Could someone point me to where I can find the sample dataset? I suspect it won’t help the error, but it might help me isolate causes.
I couldn’t say that External Beam Planning (EBP) is based on EGSnrc. It is a generic framework for forward EBRT planning, and one of its plugins uses EGSnrc. So in order to use EBP, you do not need EGSnrc. What is the dose calculation engine that you are planning to use to get from beam configuration to dose volume at each given state?
Thanks for the reply! I see what you mean about EBP not being based on EGSnrc. If I’m understanding correctly, EBP is a framework that can make use of arbitrary dose engines (of which EGSnrc is one?). I’m still in the very early stages of my research, so I’m looking into EGSnrc, as well as a Matlab based dose engine called matRad.
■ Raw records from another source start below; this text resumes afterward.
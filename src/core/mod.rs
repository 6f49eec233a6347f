//! Core types shared by the model, geometry and simulator.
//!
//! - [`Point2D`]: World/local point and vector math
//! - [`VehiclePose`]: Rear-axle position, heading and steering angle
//! - [`math`]: Angle conversion and the straight-motion threshold

pub mod math;
mod point;
mod pose;

pub use math::{MIN_TURN_STEER_RAD, clamp, deg_to_rad, rad_to_deg};
pub use point::Point2D;
pub use pose::VehiclePose;
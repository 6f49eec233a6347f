//! Turning-radius envelopes around the instantaneous centre of curvature.
//!
//! These queries feed turn overlays: the inner/outer wheel circles and the
//! circles swept by the body corners for the current steering angle.

use super::model::{VehicleModel, icc_for};
use crate::core::{Point2D, VehiclePose};

/// Rear-axle turn radius and the wheel-track band around it.
#[derive(Clone, Copy, Debug, PartialEq)]
pub struct TurningRadii {
    /// Signed rear-axle radius (negative = turning right).
    pub radius: f64,
    /// `|radius| - track / 2`
    pub inner: f64,
    /// `|radius| + track / 2`
    pub outer: f64,
}

/// Circles swept by wheels and body about the ICC for one steering angle.
#[derive(Clone, Copy, Debug, PartialEq)]
pub struct SweepEnvelope {
    /// Centre shared by every circle.
    pub icc: Point2D,
    /// Signed rear-axle radius (negative = turning right).
    pub radius: f64,
    /// Radius traced by each wheel centre, in
    /// `[rear_left, rear_right, front_left, front_right]` order.
    pub wheel_radii: [f64; 4],
    /// Radius traced by the front body corner on the outside of the turn.
    pub chassis_outer: f64,
    /// Radius traced by the inside body edge at the rear axle.
    pub chassis_inner: f64,
}

impl SweepEnvelope {
    /// Width of the annulus the body occupies while turning.
    #[inline]
    pub fn swept_width(&self) -> f64 {
        self.chassis_outer - self.chassis_inner
    }
}

impl VehicleModel {
    /// Turning radii for the pose's steering angle.
    ///
    /// Returns `None` below the straight-motion threshold, where the radius
    /// would be numerically huge and carry no useful turn centre.
    pub fn turning_radii(&self, pose: &VehiclePose) -> Option<TurningRadii> {
        let radius = self.turn_radius(pose.steer)?;
        let half_track = self.config().track / 2.0;

        Some(TurningRadii {
            radius,
            inner: radius.abs() - half_track,
            outer: radius.abs() + half_track,
        })
    }

    /// Circles swept by the wheels and body corners about the ICC.
    ///
    /// The outer chassis point is the front corner on the outside of the
    /// turn (front-left when turning right, front-right when turning left);
    /// the inner chassis point sits on the inside body edge at the rear axle.
    pub fn sweep_envelope(&self, pose: &VehiclePose) -> Option<SweepEnvelope> {
        let radius = self.turn_radius(pose.steer)?;
        let icc = icc_for(pose, radius);
        let turn_right = radius < 0.0;

        let wheels = self.wheel_positions(pose).to_array();
        let wheel_radii = wheels.map(|w| w.distance(&icc));

        let body = self.body_polygon(pose);
        let outer_corner = if turn_right { body[1] } else { body[2] };

        let half_body = self.config().body_width / 2.0;
        let inner_side = if turn_right { -half_body } else { half_body };
        let inner_point = self.local_to_world(pose, 0.0, inner_side);

        Some(SweepEnvelope {
            icc,
            radius,
            wheel_radii,
            chassis_outer: outer_corner.distance(&icc),
            chassis_inner: inner_point.distance(&icc),
        })
    }
}

#[cfg(test)]
mod tests {
    use super::*;
    use crate::config::VehicleConfig;
    use crate::core::deg_to_rad;
    use approx::assert_relative_eq;

    #[test]
    fn test_turning_radii_band_equals_track() {
        let model = VehicleModel::default();
        for deg in [-32.5, -10.0, -0.6, 0.6, 5.0, 32.5] {
            let pose = VehiclePose::new(0.0, 0.0, 0.0, deg_to_rad(deg));
            let radii = model.turning_radii(&pose).unwrap();
            assert_relative_eq!(radii.outer - radii.inner, 60.6, epsilon = 1e-9);
            assert_eq!(radii.radius < 0.0, deg < 0.0);
        }
    }

    #[test]
    fn test_turning_radii_none_when_straight() {
        let model = VehicleModel::default();
        for deg in [0.0, 0.49, -0.49] {
            let pose = VehiclePose::new(0.0, 0.0, 0.0, deg_to_rad(deg));
            assert!(model.turning_radii(&pose).is_none());
            assert!(model.sweep_envelope(&pose).is_none());
        }
    }

    #[test]
    fn test_sweep_envelope_left_turn() {
        let config = VehicleConfig {
            wheelbase: 2.0,
            track: 1.0,
            body_length: 4.0,
            body_width: 1.6,
            rear_overhang: 1.0,
            front_overhang: 1.0,
            ..VehicleConfig::default()
        };
        let model = VehicleModel::new(config);
        let pose = VehiclePose::new(0.0, 0.0, 0.0, deg_to_rad(30.0));
        let envelope = model.sweep_envelope(&pose).unwrap();
        let r = 2.0 / deg_to_rad(30.0).tan();

        assert_relative_eq!(envelope.icc.y, r, epsilon = 1e-12);
        // Inner rear wheel is on the left: r - 0.5
        assert_relative_eq!(envelope.wheel_radii[0], r - 0.5, epsilon = 1e-9);
        assert_relative_eq!(envelope.wheel_radii[1], r + 0.5, epsilon = 1e-9);
        // Front-right corner (3, -0.8)
        assert_relative_eq!(
            envelope.chassis_outer,
            (3.0f64 * 3.0 + (r + 0.8) * (r + 0.8)).sqrt(),
            epsilon = 1e-9
        );
        assert_relative_eq!(envelope.chassis_inner, r - 0.8, epsilon = 1e-9);
        // Never narrower than the body itself
        assert!(envelope.swept_width() > 1.6);
    }

    #[test]
    fn test_sweep_envelope_mirrors_for_right_turn() {
        let model = VehicleModel::default();
        let left = VehiclePose::new(0.0, 0.0, 0.0, deg_to_rad(25.0));
        let right = VehiclePose::new(0.0, 0.0, 0.0, deg_to_rad(-25.0));

        let a = model.sweep_envelope(&left).unwrap();
        let b = model.sweep_envelope(&right).unwrap();

        assert_relative_eq!(a.radius, -b.radius, epsilon = 1e-9);
        assert_relative_eq!(a.chassis_outer, b.chassis_outer, epsilon = 1e-9);
        assert_relative_eq!(a.chassis_inner, b.chassis_inner, epsilon = 1e-9);
        assert_relative_eq!(a.wheel_radii[0], b.wheel_radii[1], epsilon = 1e-9);
        assert_relative_eq!(a.wheel_radii[2], b.wheel_radii[3], epsilon = 1e-9);
    }
}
Could you point me to some documentation about how to integrate dose engines with EBP? There are some links at the bottom of the extension website but they appear to be broken.
I fixed the links on the wiki (thanks for letting me know). Please take a look at those and then we can continue from there. These files basically show how your dose engine can access the inputs in C++ or Python, and then provide the output. What happens between the two is completely up to the dose engine, as shown by these “mock” examples.
The EGSnrc approach is tried as a proof of concept but we cannot consider it stable, but at least you have an example of that. The matRad integration has been on the table for several years now, but we did not have the chance to get into it (the matRad developers were not interested in Slicer integration and we did not have the resources alone) while there was funding for SlicerRT infrastructure development, which we do not have any more. So although I think using matRad from Slicer would be great, it is something the support of which needs to be added (i.e. send the inputs via SlicerMatlabBridge to matRad in a way it can use it, and then receive and interpret the output).
Thank you for the detailed response. I think what I need initially is a dose engine to perform the learning experiments, and I can do that outside of Slicer. If I am successful, then I would like to integrate it into Slicer, and I will be sure to reach out then.